===== Data provided
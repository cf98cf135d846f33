//! Zip archives of shapefiles, delimited text, GeoJSON or KML.
//!
//! The archive is extracted into a temporary directory that is removed when
//! reading finishes, whether it succeeds or not.

use std::fs::{self, File};
use std::io::Write;
use std::path::{Path, PathBuf};

use log::{debug, info};
use tempfile::TempDir;
use zip::ZipArchive;
use zip::write::SimpleFileOptions;

use crate::drivers::{self, driver_for_path};
use crate::error::{FormatError, IoErrorExt, Result};
use crate::formats::{CsvReadOptions, SourceLayer, csv, geojson, kmz, shapefile};

/// Reads every supported file inside a zip archive, in path order.
///
/// # Errors
///
/// Fails when the archive cannot be extracted, holds nothing readable, or a
/// member cannot be read.
pub fn read(path: &Path, csv_options: &CsvReadOptions) -> Result<Vec<SourceLayer>> {
    let dir = TempDir::new().with_read_context("ZIP", path)?;
    let file = File::open(path).with_read_context("ZIP", path)?;
    let mut archive = ZipArchive::new(file).with_read_context("ZIP", path)?;
    archive.extract(dir.path()).with_read_context("ZIP", path)?;
    debug!("Extracted {} entries from {}", archive.len(), path.display());

    let members = list_files(dir.path())?;
    let mut layers = Vec::new();
    for member in &members {
        let Some(driver) = driver_for_path(member) else {
            continue;
        };
        match driver.short_name {
            drivers::CSV => layers.push(csv::read(member, csv_options)?),
            drivers::GEOJSON | drivers::GEOJSON_SEQ => layers.push(geojson::read(member)?),
            drivers::SHAPEFILE if !crate::formats::is_zip(member) => layers.push(shapefile::read(member)?),
            drivers::KML => layers.extend(kmz::read_kml(member)?),
            drivers::KMZ => layers.extend(kmz::read_kmz(member)?),
            _ => {},
        }
    }
    if layers.is_empty() {
        return Err(FormatError::EmptySource {
            path: path.to_path_buf(),
        }
        .into());
    }
    info!("Read {} layers from archive {}", layers.len(), path.display());
    Ok(layers)
}

/// Every regular file below `root`, sorted by path.
fn list_files(root: &Path) -> Result<Vec<PathBuf>> {
    let mut files = Vec::new();
    let mut pending = vec![root.to_path_buf()];
    while let Some(dir) = pending.pop() {
        for entry in fs::read_dir(&dir).with_read_context("ZIP", &dir)? {
            let entry_path = entry.with_read_context("ZIP", &dir)?.path();
            if entry_path.is_dir() {
                pending.push(entry_path);
            } else {
                files.push(entry_path);
            }
        }
    }
    files.sort();
    Ok(files)
}

/// Zips every file directly inside `dir` into `path`.
///
/// # Errors
///
/// Fails when a member cannot be read or the archive cannot be written.
pub fn write_directory(dir: &Path, path: &Path) -> Result<()> {
    let file = File::create(path).with_write_context("ZIP", path)?;
    let mut archive = zip::ZipWriter::new(file);
    for member in list_files(dir)? {
        let Some(name) = member.file_name().map(|n| n.to_string_lossy().into_owned()) else {
            continue;
        };
        let bytes = fs::read(&member).with_read_context("ZIP", &member)?;
        let options = SimpleFileOptions::default().compression_method(zip::CompressionMethod::Deflated);
        archive.start_file(name, options).with_write_context("ZIP", path)?;
        archive.write_all(&bytes).with_write_context("ZIP", path)?;
    }
    archive.finish().with_write_context("ZIP", path)?;
    Ok(())
}

#[cfg(test)]
mod tests {
    use super::*;

    fn zip_of(dir: &Path, members: &[(&str, &str)]) -> PathBuf {
        let staging = dir.join("staging");
        fs::create_dir(&staging).unwrap();
        for (name, text) in members {
            fs::write(staging.join(name), text).unwrap();
        }
        let path = dir.join("bundle.zip");
        write_directory(&staging, &path).unwrap();
        path
    }

    #[test]
    fn test_csv_collection_is_one_layer_per_file() {
        let dir = TempDir::new().unwrap();
        let path = zip_of(
            dir.path(),
            &[
                ("b.csv", "wkt,name\nPOINT (1 1),x\n"),
                ("a.csv", "lat,lon\n1,2\n3,4\n"),
                ("a.proj4", "+proj=utm +zone=17\n"),
                ("notes.md", "ignored"),
            ],
        );
        let layers = read(&path, &CsvReadOptions::default()).unwrap();
        let names: Vec<&str> = layers.iter().map(|l| l.name.as_str()).collect();
        assert_eq!(names, vec!["a", "b"]);
        assert_eq!(layers[0].num_rows(), 2);
        assert_eq!(layers[0].native_proj4.as_deref(), Some("+proj=utm +zone=17"));
    }

    #[test]
    fn test_archive_without_readable_members_fails() {
        let dir = TempDir::new().unwrap();
        let path = zip_of(dir.path(), &[("readme.txt.bak", "nothing")]);
        assert!(read(&path, &CsvReadOptions::default()).is_err());
    }
}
==========
_Your task_
Restate every record verbatim.

_Exercise output_
repository cf98cf135d846f33
//! Zip archives of shapefiles, delimited text, GeoJSON or KML.
//!
//! The archive is extracted into a temporary directory that is removed when
//! reading finishes, whether it succeeds or not.

use std::fs::{self, File};
use std::io::Write;
use std::path::{Path, PathBuf};

use log::{debug, info};
use tempfile::TempDir;
use zip::ZipArchive;
use zip::write::SimpleFileOptions;

use crate::drivers::{self, driver_for_path};
use crate::error::{FormatError, IoErrorExt, Result};
use crate::formats::{CsvReadOptions, SourceLayer, csv, geojson, kmz, shapefile};

/// Reads every supported file inside a zip archive, in path order.
///
/// # Errors
///
/// Fails when the archive cannot be extracted, holds nothing readable, or a
/// member cannot be read.
pub fn read(path: &Path, csv_options: &CsvReadOptions) -> Result<Vec<SourceLayer>> {
    let dir = TempDir::new().with_read_context("ZIP", path)?;
    let file = File::open(path).with_read_context("ZIP", path)?;
    let mut archive = ZipArchive::new(file).with_read_context("ZIP", path)?;
    archive.extract(dir.path()).with_read_context("ZIP", path)?;
    debug!("Extracted {} entries from {}", archive.len(), path.display());

    let members = list_files(dir.path())?;
    let mut layers = Vec::new();
    for member in &members {
        let Some(driver) = driver_for_path(member) else {
            continue;
        };
        match driver.short_name {
            drivers::CSV => layers.push(csv::read(member, csv_options)?),
            drivers::GEOJSON | drivers::GEOJSON_SEQ => layers.push(geojson::read(member)?),
            drivers::SHAPEFILE if !crate::formats::is_zip(member) => layers.push(shapefile::read(member)?),
            drivers::KML => layers.extend(kmz::read_kml(member)?),
            drivers::KMZ => layers.extend(kmz::read_kmz(member)?),
            _ => {},
        }
    }
    if layers.is_empty() {
        return Err(FormatError::EmptySource {
            path: path.to_path_buf(),
        }
        .into());
    }
    info!("Read {} layers from archive {}", layers.len(), path.display());
    Ok(layers)
}

/// Every regular file below `root`, sorted by path.
fn list_files(root: &Path) -> Result<Vec<PathBuf>> {
    let mut files = Vec::new();
    let mut pending = vec![root.to_path_buf()];
    while let Some(dir) = pending.pop() {
        for entry in fs::read_dir(&dir).with_read_context("ZIP", &dir)? {
            let entry_path = entry.with_read_context("ZIP", &dir)?.path();
            if entry_path.is_dir() {
                pending.push(entry_path);
            } else {
                files.push(entry_path);
            }
        }
    }
    files.sort();
    Ok(files)
}

/// Zips every file directly inside `dir` into `path`.
///
/// # Errors
///
/// Fails when a member cannot be read or the archive cannot be written.
pub fn write_directory(dir: &Path, path: &Path) -> Result<()> {
    let file = File::create(path).with_write_context("ZIP", path)?;
    let mut archive = zip::ZipWriter::new(file);
    for member in list_files(dir)? {
        let Some(name) = member.file_name().map(|n| n.to_string_lossy().into_owned()) else {
            continue;
        };
        let bytes = fs::read(&member).with_read_context("ZIP", &member)?;
        let options = SimpleFileOptions::default().compression_method(zip::CompressionMethod::Deflated);
        archive.start_file(name, options).with_write_context("ZIP", path)?;
        archive.write_all(&bytes).with_write_context("ZIP", path)?;
    }
    archive.finish().with_write_context("ZIP", path)?;
    Ok(())
}

#[cfg(test)]
mod tests {
    use super::*;

    fn zip_of(dir: &Path, members: &[(&str, &str)]) -> PathBuf {
        let staging = dir.join("staging");
        fs::create_dir(&staging).unwrap();
        for (name, text) in members {
            fs::write(staging.join(name), text).unwrap();
        }
        let path = dir.join("bundle.zip");
        write_directory(&staging, &path).unwrap();
        path
    }

    #[test]
    fn test_csv_collection_is_one_layer_per_file() {
        let dir = TempDir::new().unwrap();
        let path = zip_of(
            dir.path(),
            &[
                ("b.csv", "wkt,name\nPOINT (1 1),x\n"),
                ("a.csv", "lat,lon\n1,2\n3,4\n"),
                ("a.proj4", "+proj=utm +zone=17\n"),
                ("notes.md", "ignored"),
            ],
        );
        let layers = read(&path, &CsvReadOptions::default()).unwrap();
        let names: Vec<&str> = layers.iter().map(|l| l.name.as_str()).collect();
        assert_eq!(names, vec!["a", "b"]);
        assert_eq!(layers[0].num_rows(), 2);
        assert_eq!(layers[0].native_proj4.as_deref(), Some("+proj=utm +zone=17"));
    }

    #[test]
    fn test_archive_without_readable_members_fails() {
        let dir = TempDir::new().unwrap();
        let path = zip_of(dir.path(), &[("readme.txt.bak", "nothing")]);
        assert!(read(&path, &CsvReadOptions::default()).is_err());
    }
}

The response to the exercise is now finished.